THE DATA
╭──
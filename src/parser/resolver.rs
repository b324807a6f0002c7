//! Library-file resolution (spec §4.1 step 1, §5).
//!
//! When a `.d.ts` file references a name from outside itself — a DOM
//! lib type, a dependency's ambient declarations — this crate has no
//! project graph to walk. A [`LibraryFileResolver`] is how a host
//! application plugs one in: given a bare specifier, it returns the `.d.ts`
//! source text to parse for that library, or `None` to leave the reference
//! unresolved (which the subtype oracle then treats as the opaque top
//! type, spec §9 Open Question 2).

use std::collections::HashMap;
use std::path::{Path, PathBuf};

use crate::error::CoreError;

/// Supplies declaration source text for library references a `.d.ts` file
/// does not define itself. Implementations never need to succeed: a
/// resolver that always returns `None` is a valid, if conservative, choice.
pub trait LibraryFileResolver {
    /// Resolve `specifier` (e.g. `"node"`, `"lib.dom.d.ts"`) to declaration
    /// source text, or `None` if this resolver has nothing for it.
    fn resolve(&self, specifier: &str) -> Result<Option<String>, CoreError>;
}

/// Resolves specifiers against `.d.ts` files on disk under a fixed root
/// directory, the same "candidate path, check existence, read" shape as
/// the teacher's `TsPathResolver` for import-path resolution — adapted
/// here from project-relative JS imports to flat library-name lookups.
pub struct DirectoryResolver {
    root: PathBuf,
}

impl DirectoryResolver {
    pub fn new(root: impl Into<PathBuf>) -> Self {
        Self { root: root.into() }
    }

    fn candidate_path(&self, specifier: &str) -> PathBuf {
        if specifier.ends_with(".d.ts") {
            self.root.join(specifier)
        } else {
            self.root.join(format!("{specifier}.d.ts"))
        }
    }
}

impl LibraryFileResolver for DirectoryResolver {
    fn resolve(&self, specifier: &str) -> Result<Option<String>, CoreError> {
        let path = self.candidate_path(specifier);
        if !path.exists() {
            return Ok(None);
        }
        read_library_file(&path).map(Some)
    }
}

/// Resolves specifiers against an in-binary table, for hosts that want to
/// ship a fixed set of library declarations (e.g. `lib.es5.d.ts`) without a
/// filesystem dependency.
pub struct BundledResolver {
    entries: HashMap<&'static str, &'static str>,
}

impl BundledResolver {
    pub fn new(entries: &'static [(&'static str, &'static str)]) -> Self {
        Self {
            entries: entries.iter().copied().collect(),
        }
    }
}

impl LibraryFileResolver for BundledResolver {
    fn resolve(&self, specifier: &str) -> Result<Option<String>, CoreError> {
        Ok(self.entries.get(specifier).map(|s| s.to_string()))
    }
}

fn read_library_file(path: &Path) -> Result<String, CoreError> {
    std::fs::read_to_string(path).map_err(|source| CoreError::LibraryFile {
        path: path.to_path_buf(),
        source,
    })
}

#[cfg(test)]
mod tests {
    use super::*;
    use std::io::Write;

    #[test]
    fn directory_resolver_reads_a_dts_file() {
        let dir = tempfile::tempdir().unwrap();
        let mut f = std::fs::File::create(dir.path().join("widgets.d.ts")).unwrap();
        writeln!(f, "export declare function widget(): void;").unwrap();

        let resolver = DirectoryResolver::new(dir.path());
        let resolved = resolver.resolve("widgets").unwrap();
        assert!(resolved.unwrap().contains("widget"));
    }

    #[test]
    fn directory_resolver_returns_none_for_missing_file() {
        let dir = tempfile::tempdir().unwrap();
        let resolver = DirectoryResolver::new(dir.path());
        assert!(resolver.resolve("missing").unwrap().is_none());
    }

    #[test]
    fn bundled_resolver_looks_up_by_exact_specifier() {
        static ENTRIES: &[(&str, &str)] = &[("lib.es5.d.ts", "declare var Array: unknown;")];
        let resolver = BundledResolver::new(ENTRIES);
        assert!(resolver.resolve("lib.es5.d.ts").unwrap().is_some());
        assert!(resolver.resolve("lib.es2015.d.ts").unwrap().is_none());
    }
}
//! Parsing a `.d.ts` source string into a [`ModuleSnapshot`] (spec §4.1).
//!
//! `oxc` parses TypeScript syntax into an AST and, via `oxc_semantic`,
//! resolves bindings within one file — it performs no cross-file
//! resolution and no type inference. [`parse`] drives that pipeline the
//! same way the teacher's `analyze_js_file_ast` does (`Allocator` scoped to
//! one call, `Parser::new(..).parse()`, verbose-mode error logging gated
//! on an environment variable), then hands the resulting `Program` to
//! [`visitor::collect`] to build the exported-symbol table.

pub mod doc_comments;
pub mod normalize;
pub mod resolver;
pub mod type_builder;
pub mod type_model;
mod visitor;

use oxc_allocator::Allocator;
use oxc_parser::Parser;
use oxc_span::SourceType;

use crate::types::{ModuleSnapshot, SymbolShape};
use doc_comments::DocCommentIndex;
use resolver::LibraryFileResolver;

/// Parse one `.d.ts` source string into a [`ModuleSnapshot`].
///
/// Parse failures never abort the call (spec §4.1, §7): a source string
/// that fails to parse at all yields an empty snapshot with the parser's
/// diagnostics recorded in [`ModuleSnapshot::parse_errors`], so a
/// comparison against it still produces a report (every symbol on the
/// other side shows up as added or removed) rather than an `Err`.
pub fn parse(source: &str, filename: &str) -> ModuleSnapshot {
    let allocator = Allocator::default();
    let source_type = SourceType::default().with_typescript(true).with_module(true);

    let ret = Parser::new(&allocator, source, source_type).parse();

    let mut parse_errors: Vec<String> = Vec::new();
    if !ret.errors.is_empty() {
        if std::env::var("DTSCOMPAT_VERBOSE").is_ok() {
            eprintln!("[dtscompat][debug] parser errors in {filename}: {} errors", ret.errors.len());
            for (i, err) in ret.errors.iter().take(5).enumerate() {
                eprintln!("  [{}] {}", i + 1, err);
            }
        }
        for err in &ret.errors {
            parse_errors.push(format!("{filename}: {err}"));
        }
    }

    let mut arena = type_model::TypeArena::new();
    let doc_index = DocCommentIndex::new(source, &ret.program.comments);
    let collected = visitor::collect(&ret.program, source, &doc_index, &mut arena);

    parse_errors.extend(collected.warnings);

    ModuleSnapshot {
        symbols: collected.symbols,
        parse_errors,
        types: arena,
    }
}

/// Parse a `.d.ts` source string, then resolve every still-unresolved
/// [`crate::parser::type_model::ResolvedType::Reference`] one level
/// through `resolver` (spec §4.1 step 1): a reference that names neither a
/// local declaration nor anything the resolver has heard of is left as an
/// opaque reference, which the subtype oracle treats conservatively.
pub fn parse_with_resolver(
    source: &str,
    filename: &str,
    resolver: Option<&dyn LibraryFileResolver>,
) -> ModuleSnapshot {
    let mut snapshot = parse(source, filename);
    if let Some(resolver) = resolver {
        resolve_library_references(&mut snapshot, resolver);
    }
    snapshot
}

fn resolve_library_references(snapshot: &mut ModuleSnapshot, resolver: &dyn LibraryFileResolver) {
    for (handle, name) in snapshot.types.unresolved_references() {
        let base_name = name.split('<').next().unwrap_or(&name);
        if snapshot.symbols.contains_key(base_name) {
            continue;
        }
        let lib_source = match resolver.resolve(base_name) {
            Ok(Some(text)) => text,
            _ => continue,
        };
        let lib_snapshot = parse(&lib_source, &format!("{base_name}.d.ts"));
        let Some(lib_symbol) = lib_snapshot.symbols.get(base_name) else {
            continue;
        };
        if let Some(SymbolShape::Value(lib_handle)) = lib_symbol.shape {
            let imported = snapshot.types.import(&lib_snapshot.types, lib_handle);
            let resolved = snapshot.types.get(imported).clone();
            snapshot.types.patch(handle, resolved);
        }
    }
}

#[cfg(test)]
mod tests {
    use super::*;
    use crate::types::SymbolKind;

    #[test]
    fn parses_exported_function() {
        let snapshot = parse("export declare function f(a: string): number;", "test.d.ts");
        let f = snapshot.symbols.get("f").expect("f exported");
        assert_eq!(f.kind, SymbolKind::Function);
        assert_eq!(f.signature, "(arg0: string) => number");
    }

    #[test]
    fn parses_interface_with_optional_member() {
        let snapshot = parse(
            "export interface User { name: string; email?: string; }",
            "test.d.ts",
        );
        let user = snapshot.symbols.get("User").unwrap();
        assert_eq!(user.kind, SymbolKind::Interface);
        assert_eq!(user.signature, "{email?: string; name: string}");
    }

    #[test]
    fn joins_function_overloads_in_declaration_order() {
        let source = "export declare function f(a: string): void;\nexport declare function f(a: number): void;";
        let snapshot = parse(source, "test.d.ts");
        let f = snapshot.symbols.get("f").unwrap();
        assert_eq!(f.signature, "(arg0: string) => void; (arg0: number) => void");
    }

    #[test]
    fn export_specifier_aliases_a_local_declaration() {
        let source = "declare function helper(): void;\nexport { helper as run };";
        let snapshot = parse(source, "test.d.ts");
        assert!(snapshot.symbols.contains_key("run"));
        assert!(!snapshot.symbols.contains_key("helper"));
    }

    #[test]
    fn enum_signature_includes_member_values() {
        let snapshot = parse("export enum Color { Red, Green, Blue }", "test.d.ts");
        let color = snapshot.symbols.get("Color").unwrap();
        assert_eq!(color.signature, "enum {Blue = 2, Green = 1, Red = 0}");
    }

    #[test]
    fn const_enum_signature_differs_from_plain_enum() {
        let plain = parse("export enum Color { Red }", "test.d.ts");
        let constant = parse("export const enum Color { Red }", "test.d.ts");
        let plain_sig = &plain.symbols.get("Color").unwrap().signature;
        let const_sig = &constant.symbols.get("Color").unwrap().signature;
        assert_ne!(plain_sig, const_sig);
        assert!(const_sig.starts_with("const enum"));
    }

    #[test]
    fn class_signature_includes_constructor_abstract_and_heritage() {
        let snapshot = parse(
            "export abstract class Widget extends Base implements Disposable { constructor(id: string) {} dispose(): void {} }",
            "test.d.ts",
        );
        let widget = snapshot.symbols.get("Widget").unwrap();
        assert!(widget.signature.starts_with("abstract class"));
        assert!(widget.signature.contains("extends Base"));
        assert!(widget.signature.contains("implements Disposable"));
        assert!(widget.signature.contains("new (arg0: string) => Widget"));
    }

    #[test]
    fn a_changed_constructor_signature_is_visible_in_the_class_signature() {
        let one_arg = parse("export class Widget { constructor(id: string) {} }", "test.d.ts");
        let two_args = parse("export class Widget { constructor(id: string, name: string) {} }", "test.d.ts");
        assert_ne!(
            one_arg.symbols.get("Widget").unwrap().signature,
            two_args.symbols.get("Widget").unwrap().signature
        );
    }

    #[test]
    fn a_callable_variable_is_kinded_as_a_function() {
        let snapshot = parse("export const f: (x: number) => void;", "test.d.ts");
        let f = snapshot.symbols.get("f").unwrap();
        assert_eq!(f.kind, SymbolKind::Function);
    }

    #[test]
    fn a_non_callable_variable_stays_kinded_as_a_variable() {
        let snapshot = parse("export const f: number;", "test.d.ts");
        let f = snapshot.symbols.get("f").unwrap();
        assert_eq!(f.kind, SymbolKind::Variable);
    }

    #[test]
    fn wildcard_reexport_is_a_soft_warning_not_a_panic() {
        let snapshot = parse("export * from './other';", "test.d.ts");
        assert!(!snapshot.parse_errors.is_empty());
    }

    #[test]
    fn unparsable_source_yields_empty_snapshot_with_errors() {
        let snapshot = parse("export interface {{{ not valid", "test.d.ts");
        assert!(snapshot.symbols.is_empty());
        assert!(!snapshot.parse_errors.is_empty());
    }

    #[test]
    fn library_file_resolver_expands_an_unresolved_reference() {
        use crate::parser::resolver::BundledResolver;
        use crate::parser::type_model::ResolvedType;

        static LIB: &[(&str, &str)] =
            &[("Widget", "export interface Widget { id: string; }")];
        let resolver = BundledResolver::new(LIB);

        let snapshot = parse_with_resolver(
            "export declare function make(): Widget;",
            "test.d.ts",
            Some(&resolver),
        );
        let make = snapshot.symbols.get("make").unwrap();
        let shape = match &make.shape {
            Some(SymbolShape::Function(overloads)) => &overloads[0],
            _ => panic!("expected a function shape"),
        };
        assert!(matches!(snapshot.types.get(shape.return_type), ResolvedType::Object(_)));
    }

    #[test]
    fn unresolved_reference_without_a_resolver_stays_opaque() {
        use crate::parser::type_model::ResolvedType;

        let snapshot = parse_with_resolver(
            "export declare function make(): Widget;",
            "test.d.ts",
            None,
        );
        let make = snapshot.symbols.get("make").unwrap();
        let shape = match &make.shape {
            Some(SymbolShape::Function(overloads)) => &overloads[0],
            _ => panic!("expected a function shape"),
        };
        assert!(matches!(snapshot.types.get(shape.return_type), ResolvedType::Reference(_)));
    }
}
╰──
YOUR INSTRUCTIONS
Look above for the line containing "same way the" and the line containing "use resolver::LibraryFileResolver;". Transcribe both, with the lines between them, exactly.

TASK SOLUTION
//! same way the teacher's `analyze_js_file_ast` does (`Allocator` scoped to
//! one call, `Parser::new(..).parse()`, verbose-mode error logging gated
//! on an environment variable), then hands the resulting `Program` to
//! [`visitor::collect`] to build the exported-symbol table.

pub mod doc_comments;
pub mod normalize;
pub mod resolver;
pub mod type_builder;
pub mod type_model;
mod visitor;

use oxc_allocator::Allocator;
use oxc_parser::Parser;
use oxc_span::SourceType;

use crate::types::{ModuleSnapshot, SymbolShape};
use doc_comments::DocCommentIndex;
use resolver::LibraryFileResolver;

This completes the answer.